The problem ::
From the records below, transcribe exactly the lines that begin at the line with "(in SVG format)" and end at the line with "if step.is_finite() &&", both included.

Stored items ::
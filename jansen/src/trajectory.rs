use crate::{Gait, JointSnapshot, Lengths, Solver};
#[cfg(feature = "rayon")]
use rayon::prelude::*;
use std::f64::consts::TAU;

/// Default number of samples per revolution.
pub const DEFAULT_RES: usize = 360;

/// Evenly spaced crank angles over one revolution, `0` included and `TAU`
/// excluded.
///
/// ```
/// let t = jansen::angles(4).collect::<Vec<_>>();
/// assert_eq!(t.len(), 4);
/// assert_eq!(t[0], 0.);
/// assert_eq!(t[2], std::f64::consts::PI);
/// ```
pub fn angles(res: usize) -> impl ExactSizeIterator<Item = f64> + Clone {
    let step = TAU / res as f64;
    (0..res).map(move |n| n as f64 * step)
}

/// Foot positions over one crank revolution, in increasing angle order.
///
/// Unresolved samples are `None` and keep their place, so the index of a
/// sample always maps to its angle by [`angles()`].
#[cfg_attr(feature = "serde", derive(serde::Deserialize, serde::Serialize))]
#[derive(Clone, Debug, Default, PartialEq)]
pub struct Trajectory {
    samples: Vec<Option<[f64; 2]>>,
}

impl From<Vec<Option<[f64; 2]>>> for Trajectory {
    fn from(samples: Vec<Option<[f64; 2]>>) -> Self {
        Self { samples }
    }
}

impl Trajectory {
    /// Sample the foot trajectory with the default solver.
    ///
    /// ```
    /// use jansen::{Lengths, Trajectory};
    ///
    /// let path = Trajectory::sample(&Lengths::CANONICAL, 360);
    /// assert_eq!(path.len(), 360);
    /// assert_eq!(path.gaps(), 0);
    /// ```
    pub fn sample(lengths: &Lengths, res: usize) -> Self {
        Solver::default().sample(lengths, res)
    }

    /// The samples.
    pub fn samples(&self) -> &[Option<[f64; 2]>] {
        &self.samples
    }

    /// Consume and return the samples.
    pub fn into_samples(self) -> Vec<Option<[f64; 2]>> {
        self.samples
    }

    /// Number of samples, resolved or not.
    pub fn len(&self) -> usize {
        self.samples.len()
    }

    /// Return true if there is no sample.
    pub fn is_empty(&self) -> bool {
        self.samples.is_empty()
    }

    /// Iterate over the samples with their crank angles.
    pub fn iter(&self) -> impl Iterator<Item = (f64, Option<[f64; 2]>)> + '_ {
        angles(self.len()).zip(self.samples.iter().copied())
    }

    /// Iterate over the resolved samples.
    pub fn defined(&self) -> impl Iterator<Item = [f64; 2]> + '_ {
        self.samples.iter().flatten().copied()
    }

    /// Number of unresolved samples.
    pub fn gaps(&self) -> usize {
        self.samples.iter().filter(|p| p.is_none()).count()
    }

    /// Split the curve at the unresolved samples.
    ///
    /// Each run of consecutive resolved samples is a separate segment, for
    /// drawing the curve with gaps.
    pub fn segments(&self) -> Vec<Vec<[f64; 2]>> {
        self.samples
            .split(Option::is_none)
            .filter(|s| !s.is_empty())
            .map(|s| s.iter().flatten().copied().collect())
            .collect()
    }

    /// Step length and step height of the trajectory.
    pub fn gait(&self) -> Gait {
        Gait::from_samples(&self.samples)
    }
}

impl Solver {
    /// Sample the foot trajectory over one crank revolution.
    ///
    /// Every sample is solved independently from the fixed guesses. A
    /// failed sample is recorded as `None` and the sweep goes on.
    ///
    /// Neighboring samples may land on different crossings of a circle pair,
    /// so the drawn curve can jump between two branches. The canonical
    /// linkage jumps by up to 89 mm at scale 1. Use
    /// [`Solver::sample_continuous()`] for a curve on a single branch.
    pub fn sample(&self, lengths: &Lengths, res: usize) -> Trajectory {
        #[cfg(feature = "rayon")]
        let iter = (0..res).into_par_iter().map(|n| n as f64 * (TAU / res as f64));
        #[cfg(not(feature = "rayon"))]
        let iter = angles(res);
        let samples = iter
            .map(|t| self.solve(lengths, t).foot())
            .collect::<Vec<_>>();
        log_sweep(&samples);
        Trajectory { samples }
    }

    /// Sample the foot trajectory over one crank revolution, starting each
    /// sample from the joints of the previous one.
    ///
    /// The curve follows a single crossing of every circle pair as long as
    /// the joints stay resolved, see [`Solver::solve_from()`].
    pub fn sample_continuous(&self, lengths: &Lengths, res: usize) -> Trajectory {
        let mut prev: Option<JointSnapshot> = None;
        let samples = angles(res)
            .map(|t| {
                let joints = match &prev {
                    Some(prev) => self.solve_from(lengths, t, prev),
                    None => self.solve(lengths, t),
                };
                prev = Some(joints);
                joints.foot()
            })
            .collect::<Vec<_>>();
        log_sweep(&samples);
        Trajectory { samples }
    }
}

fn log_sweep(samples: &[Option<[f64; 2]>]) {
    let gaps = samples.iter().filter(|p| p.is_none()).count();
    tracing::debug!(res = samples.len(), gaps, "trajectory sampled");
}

---

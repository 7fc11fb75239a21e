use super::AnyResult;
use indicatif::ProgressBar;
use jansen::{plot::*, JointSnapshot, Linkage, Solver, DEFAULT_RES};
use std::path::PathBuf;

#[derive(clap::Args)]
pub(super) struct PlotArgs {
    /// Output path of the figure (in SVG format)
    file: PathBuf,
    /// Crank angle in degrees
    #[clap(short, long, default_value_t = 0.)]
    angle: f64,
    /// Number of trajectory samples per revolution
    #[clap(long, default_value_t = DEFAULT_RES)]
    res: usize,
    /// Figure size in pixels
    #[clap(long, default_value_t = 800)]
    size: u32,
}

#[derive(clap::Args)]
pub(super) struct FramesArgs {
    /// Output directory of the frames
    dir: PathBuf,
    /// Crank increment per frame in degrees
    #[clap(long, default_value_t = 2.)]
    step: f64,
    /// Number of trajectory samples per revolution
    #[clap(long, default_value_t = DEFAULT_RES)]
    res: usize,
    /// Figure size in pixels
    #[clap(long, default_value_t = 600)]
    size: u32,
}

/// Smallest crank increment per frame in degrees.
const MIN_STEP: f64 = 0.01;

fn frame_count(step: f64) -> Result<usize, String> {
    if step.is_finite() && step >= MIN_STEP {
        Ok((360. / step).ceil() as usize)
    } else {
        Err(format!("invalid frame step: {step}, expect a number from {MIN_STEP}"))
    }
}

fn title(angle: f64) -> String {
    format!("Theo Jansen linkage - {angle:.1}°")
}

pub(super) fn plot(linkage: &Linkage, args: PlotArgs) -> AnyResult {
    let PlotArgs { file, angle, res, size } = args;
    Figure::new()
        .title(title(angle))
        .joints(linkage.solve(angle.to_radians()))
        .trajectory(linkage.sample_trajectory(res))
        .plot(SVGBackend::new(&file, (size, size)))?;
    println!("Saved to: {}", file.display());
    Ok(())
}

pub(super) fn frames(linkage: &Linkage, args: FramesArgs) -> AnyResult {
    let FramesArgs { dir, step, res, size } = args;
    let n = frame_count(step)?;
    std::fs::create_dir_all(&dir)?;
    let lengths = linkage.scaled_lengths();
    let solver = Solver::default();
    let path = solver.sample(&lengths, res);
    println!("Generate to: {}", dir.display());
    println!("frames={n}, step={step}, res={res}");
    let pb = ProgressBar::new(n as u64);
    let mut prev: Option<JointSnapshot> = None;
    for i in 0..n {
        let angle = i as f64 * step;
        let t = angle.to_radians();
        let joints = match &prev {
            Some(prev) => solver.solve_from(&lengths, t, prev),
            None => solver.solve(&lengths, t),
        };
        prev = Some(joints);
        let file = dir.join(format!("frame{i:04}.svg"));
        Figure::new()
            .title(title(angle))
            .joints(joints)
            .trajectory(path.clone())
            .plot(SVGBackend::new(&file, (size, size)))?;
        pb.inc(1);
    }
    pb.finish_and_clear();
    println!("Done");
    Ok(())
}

Final answer ::
    /// Output path of the figure (in SVG format)
    file: PathBuf,
    /// Crank angle in degrees
    #[clap(short, long, default_value_t = 0.)]
    angle: f64,
    /// Number of trajectory samples per revolution
    #[clap(long, default_value_t = DEFAULT_RES)]
    res: usize,
    /// Figure size in pixels
    #[clap(long, default_value_t = 800)]
    size: u32,
}

#[derive(clap::Args)]
pub(super) struct FramesArgs {
    /// Output directory of the frames
    dir: PathBuf,
    /// Crank increment per frame in degrees
    #[clap(long, default_value_t = 2.)]
    step: f64,
    /// Number of trajectory samples per revolution
    #[clap(long, default_value_t = DEFAULT_RES)]
    res: usize,
    /// Figure size in pixels
    #[clap(long, default_value_t = 600)]
    size: u32,
}

/// Smallest crank increment per frame in degrees.
const MIN_STEP: f64 = 0.01;

fn frame_count(step: f64) -> Result<usize, String> {
    if step.is_finite() && step >= MIN_STEP {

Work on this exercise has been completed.